[Saved data entries]
------------

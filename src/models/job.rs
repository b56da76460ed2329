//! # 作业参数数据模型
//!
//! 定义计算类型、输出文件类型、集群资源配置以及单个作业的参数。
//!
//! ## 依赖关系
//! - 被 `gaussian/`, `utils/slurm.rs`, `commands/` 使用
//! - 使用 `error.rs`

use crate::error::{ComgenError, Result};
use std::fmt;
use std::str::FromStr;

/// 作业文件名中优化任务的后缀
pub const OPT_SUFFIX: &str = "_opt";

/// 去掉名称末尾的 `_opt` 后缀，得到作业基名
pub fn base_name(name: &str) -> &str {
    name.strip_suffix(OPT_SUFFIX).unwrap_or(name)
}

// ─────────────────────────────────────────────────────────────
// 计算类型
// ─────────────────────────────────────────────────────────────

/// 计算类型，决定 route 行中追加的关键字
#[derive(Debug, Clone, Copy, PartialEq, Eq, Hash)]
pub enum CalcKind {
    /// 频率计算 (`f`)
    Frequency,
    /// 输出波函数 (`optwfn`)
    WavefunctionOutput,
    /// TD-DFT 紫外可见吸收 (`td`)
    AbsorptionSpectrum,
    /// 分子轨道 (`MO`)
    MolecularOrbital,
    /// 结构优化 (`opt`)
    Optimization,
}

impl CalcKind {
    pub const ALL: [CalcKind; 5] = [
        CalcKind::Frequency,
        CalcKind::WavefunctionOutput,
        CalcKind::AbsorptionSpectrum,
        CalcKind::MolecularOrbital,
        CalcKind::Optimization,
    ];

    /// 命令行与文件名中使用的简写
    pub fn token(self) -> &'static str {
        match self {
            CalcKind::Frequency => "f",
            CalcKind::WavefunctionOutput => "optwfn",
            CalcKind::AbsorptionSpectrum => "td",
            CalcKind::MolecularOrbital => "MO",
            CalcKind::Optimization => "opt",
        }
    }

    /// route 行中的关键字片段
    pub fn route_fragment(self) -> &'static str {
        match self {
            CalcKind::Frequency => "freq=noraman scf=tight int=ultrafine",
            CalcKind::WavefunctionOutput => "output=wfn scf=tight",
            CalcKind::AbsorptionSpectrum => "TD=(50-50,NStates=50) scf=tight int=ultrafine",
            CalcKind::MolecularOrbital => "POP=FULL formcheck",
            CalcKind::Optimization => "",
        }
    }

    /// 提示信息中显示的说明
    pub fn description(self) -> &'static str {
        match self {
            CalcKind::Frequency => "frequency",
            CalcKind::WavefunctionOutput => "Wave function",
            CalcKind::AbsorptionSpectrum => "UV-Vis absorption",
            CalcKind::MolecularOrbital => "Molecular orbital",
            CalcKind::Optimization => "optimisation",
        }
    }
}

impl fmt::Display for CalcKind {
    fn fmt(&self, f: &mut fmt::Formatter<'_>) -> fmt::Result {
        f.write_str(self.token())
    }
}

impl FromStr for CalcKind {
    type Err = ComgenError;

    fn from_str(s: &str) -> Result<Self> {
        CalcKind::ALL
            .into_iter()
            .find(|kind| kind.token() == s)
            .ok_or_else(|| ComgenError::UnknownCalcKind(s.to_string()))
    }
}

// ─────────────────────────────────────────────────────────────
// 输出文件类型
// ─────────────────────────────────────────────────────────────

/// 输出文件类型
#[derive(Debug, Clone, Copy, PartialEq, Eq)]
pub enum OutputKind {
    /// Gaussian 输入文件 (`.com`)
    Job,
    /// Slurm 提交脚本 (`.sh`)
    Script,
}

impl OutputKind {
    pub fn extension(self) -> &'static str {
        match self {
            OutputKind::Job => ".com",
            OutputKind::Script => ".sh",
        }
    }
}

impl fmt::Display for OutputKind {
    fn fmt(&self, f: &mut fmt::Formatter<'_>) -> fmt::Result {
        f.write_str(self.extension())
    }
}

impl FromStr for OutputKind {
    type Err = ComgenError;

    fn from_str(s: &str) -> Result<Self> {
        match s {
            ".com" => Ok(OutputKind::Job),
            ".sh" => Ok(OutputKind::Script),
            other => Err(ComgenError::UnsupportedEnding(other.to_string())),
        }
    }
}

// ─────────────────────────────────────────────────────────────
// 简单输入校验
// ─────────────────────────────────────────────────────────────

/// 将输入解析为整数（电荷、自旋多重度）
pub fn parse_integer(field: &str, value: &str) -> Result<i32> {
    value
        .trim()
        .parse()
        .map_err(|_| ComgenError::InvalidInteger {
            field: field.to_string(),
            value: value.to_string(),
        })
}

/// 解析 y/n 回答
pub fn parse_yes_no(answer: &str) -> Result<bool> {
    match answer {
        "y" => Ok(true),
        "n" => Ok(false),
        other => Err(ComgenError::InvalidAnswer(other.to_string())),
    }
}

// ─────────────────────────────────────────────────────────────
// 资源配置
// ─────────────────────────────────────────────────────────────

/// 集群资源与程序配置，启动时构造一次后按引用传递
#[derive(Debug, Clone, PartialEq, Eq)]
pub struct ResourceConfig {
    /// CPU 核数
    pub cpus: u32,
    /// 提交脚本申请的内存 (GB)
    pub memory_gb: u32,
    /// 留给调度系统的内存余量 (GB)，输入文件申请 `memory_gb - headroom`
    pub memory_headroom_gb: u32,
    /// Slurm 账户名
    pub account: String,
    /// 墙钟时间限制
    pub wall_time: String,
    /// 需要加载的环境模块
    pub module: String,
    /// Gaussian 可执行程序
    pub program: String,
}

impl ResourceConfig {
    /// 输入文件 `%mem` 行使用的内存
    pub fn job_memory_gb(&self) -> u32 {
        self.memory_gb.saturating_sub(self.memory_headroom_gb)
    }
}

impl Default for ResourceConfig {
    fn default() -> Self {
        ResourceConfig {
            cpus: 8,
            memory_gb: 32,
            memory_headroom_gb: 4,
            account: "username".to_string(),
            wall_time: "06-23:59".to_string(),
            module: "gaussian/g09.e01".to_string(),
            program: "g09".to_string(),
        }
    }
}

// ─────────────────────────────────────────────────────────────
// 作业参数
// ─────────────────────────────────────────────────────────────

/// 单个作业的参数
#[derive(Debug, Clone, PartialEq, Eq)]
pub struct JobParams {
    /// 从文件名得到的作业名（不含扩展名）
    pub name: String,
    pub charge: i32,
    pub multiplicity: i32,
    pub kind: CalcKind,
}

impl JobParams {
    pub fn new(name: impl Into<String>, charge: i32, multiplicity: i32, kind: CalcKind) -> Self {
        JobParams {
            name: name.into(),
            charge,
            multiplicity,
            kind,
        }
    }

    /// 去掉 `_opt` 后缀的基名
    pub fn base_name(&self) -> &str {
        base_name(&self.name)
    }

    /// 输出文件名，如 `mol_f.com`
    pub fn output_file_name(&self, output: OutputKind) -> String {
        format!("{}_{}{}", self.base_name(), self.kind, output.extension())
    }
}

------------

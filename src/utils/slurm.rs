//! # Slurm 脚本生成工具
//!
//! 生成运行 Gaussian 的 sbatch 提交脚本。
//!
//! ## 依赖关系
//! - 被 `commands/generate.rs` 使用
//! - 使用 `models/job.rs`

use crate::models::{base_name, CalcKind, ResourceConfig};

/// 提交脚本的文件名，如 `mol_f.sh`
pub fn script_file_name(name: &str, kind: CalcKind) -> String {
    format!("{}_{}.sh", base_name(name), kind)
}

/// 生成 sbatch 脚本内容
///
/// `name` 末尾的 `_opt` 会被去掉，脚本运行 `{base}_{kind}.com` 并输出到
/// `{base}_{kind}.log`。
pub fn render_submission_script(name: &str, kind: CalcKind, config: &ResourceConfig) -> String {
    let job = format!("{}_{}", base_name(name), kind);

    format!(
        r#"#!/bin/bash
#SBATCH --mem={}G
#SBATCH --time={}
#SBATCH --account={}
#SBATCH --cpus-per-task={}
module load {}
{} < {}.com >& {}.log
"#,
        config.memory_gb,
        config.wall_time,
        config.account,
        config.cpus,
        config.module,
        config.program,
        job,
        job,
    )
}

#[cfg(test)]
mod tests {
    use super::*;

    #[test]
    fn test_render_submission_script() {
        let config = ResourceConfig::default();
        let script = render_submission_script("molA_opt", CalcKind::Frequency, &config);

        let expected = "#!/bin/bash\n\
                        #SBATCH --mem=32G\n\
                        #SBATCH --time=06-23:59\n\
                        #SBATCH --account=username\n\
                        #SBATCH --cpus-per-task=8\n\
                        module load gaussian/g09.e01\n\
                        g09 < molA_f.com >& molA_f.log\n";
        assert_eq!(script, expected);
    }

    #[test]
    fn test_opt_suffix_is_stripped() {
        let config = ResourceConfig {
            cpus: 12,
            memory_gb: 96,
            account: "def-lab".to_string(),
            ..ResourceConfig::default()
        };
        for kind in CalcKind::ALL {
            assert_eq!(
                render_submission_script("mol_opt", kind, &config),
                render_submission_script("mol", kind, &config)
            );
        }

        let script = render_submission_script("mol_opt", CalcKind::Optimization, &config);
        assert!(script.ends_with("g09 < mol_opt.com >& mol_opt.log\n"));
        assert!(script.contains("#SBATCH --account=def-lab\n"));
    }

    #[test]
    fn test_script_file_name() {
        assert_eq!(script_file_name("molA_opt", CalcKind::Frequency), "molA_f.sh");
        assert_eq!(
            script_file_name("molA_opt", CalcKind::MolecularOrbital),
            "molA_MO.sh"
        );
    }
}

------------

Look through the lines above and collect those with the word "ultrafine".

TASK SOLUTION =
            CalcKind::Frequency => "freq=noraman scf=tight int=ultrafine",
            CalcKind::AbsorptionSpectrum => "TD=(50-50,NStates=50) scf=tight int=ultrafine",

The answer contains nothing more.